The audio file for this article was produced by the Ceramic Arts Network staff and not read by the author.


Teapot, 9 in. (23 cm) in height, Laguna Jr. Tile Red clay, terra sigillata, underglaze, fired to cone 6, 2022.

While wheel throwing and using glazes as a beginner potter, I was never really happy with the surface results. I was constantly looking to make the pots feel like they were moving and to create some action on the surfaces. I tried carving, which was not my cup of tea, and all sorts of different layering techniques, from latex resist to water etching, but never really found a pot I truly liked. 

Techniques and Inspiration

A few years ago, after many years of wheel throwing, I decided to try handbuilding and researched techniques by Sunshine Cobb, whose laid-back style and rough surface results I admire. I also fell in love with the terra-sigillata surfaces on Mark Arnold’s work, which led me to Rhonda Willers’ book on terra sigillata recipes and techniques. After many iterations and failures, I have found a style that is recognizably my own. I look forward to future failures and discoveries and to the ways my pots change along with me. 

Prior to attending Alfred University in New York, where I studied liberal arts, I did not know anything about pottery. While there, I became friends with potters and artists and found a new love in ceramics. I was lucky to get to know some of the greats like Val Cushing, John Gill, and Matt Metz, among others. Early on in my ceramics career, I was very fortunate to gain their insight and assistance with many kiln emergencies that were solved by the great Freddie Fredrickson. 

1 Form the foot ring in the plaster base. 2 Score the top of the foot ring and apply slip to ensure that the base slab adheres to it.

Coil-building Process

While first experimenting with different handbuilding techniques, I came across a few artists using the coil-and-scrape method and decided to give it a try. I quickly realized that this was going to be my new process. In contrast to throwing on the wheel—where I sometimes stared at a freshly thrown cylinder and thought “now what,” and felt stuck with two form options, a cylinder or a bowl­—handbuilding allowed me to make any form I could think of. 
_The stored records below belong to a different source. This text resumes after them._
//! JPEG still storage.
//!
//! Encoding and file writes are blocking; async callers go through the
//! `*_blocking` variants, which run on Tokio's blocking pool.

use std::path::{Path, PathBuf};
use std::sync::Arc;

use chrono::{DateTime, Local};
use serde::Serialize;

use stillwatch_common::clock::file_stamp;
use stillwatch_common::error::{StillwatchError, StillwatchResult};
use stillwatch_model::Frame;

const STILL_EXTENSION: &str = "jpg";

/// One stored still as reported by [`StillStore::list`].
#[derive(Debug, Clone, PartialEq, Eq, Serialize)]
pub struct StillInfo {
    pub filename: String,
    pub size_bytes: u64,
    pub created: DateTime<Local>,
}

/// Writes encoded stills into one directory.
#[derive(Debug, Clone)]
pub struct StillStore {
    dir: PathBuf,
    quality: u8,
}

impl StillStore {
    pub fn new(dir: impl Into<PathBuf>, quality: u8) -> Self {
        Self {
            dir: dir.into(),
            quality,
        }
    }

    pub fn dir(&self) -> &Path {
        &self.dir
    }

    /// `motion_<stamp>_<seq>.jpg`
    pub fn burst_file_name(at: &DateTime<Local>, seq: u32) -> String {
        format!("motion_{}_{seq}.{STILL_EXTENSION}", file_stamp(at))
    }

    /// `snapshot_<stamp>.jpg`
    pub fn snapshot_file_name(at: &DateTime<Local>) -> String {
        format!("snapshot_{}.{STILL_EXTENSION}", file_stamp(at))
    }

    /// Encode and write one burst frame.
    pub fn save_burst_frame(
        &self,
        frame: &Frame,
        at: &DateTime<Local>,
        seq: u32,
    ) -> StillwatchResult<PathBuf> {
        self.write(frame, &Self::burst_file_name(at, seq))
    }

    /// Encode and write an on-demand snapshot.
    pub fn save_snapshot(&self, frame: &Frame, at: &DateTime<Local>) -> StillwatchResult<PathBuf> {
        self.write(frame, &Self::snapshot_file_name(at))
    }

    pub async fn save_burst_frame_blocking(
        self: &Arc<Self>,
        frame: Frame,
        at: DateTime<Local>,
        seq: u32,
    ) -> StillwatchResult<PathBuf> {
        self.write_blocking(frame, Self::burst_file_name(&at, seq)).await
    }

    pub async fn save_snapshot_blocking(
        self: &Arc<Self>,
        frame: Frame,
        at: DateTime<Local>,
    ) -> StillwatchResult<PathBuf> {
        self.write_blocking(frame, Self::snapshot_file_name(&at)).await
    }

    async fn write_blocking(self: &Arc<Self>, frame: Frame, name: String) -> StillwatchResult<PathBuf> {
        let store = Arc::clone(self);
        tokio::task::spawn_blocking(move || store.write(&frame, &name))
            .await
            .map_err(|e| StillwatchError::storage(format!("still writer task failed: {e}")))?
    }

    fn write(&self, frame: &Frame, name: &str) -> StillwatchResult<PathBuf> {
        let jpeg = frame.encode_jpeg(self.quality)?;
        std::fs::create_dir_all(&self.dir)?;
        let path = self.dir.join(name);
        std::fs::write(&path, &jpeg)?;
        tracing::debug!(path = %path.display(), bytes = jpeg.len(), "Wrote still");
        Ok(path)
    }

    /// Stored stills, newest name first. A missing directory is empty.
    pub fn list(&self) -> StillwatchResult<Vec<StillInfo>> {
        let entries = match std::fs::read_dir(&self.dir) {
            Ok(entries) => entries,
            Err(e) if e.kind() == std::io::ErrorKind::NotFound => return Ok(Vec::new()),
            Err(e) => return Err(e.into()),
        };

        let mut stills = Vec::new();
        for entry in entries {
            let entry = entry?;
            let path = entry.path();
            if path.extension().and_then(|ext| ext.to_str()) != Some(STILL_EXTENSION) {
                continue;
            }
            let metadata = entry.metadata()?;
            if !metadata.is_file() {
                continue;
            }
            let created = metadata.created().or_else(|_| metadata.modified())?;
            stills.push(StillInfo {
                filename: entry.file_name().to_string_lossy().into_owned(),
                size_bytes: metadata.len(),
                created: DateTime::<Local>::from(created),
            });
        }

        stills.sort_by(|a, b| b.filename.cmp(&a.filename));
        Ok(stills)
    }

    /// Path of a stored still. Only plain `.jpg` file names inside the
    /// store directory are accepted.
    pub fn resolve(&self, name: &str) -> StillwatchResult<PathBuf> {
        let plain = Path::new(name)
            .file_name()
            .is_some_and(|file_name| file_name == name);
        let is_still = Path::new(name).extension().and_then(|ext| ext.to_str()) == Some(STILL_EXTENSION);
        if !plain || !is_still || name.contains(['/', '\\']) {
            return Err(StillwatchError::storage(format!("invalid still name: {name:?}")));
        }

        let path = self.dir.join(name);
        if !path.is_file() {
            return Err(StillwatchError::FileNotFound { path });
        }
        Ok(path)
    }

    /// Remove one stored still.
    pub fn delete(&self, name: &str) -> StillwatchResult<()> {
        let path = self.resolve(name)?;
        std::fs::remove_file(&path)?;
        tracing::info!(path = %path.display(), "Deleted still");
        Ok(())
    }
}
My process usually starts with a slab base or a base formed in a plaster press mold that I made (1–3). Then, I add coils, making them by tearing off pieces from a block of clay and rolling them in my hands. Starting on the far side of the pot, I press the inside half of the coil down onto the coil below it with my thumb (4), creating two to three coils or rows before smoothing the inside and the outside. I don’t worry about making the inside super smooth, and I scrape the outside twice. The next step is what I call the down blend, which is supporting the inside with my left hand, while using the rounded corner of a metal rib to push about half of the outside of the newly applied coil down onto the one below it (5). This may be an extra step, but I think it makes the pot stronger and keeps the coils from separating when I scrape up. Next, supporting the inside with one hand, I go around the whole pot, scraping up with a metal rib held so that it is flexed between my thumb and forefingers (6). This makes the wall straight again (doing the down blend sometimes pushes the walls out) and thins the coils and walls, so the piece is not too heavy. In my early days on the wheel, my old friend Pete Roberts used to say, “Stop making doorstops!” So, now I always consider the weight of the piece. After attaching the coils and scraping the walls into the desired shape and thinness, I use a small torch to dry about an inch or two below the top of the piece somewhat (7). This gives the walls enough strength for me to continue building up. If I want the walls to curve inward, I gauge by eye and cut four equidistant slits into the wall, down from the rim. I fold the sections over each other and score the attachment areas, apply slip, and then press them together. Next, supporting the piece with one hand inside the form again, I lean my other hand toward the center of the piece to blend and stretch the walls inward, creating the shoulder of the piece. Generously scoring and applying slip to the top of the last coil before moving on to adding more coils ensures it’s strong and won’t crack in the firing. 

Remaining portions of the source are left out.